Work task: Set the listing down once more, exactly as given.

Study material:
::::::::

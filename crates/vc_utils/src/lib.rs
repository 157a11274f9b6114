//! Shared containers for the `vc_cast` crates.
//!
//! - [`hash`]: hash maps with a fixed, seedless hasher.
//! - [`TypeIdMap`]: a map keyed by [`TypeId`](core::any::TypeId), used by the
//!   process-wide type caches.
#![no_std]

// -----------------------------------------------------------------------------
// Modules

mod typeid_map;

pub mod hash;

// -----------------------------------------------------------------------------
// Top-level exports

pub use typeid_map::TypeIdMap;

::::::::

Result of this exercise:
filename crates/vc_utils/src/lib.rs
repository 157a11274f9b6114
//! Shared containers for the `vc_cast` crates.
//!
//! - [`hash`]: hash maps with a fixed, seedless hasher.
//! - [`TypeIdMap`]: a map keyed by [`TypeId`](core::any::TypeId), used by the
//!   process-wide type caches.
#![no_std]

// -----------------------------------------------------------------------------
// Modules

mod typeid_map;

pub mod hash;

// -----------------------------------------------------------------------------
// Top-level exports

pub use typeid_map::TypeIdMap;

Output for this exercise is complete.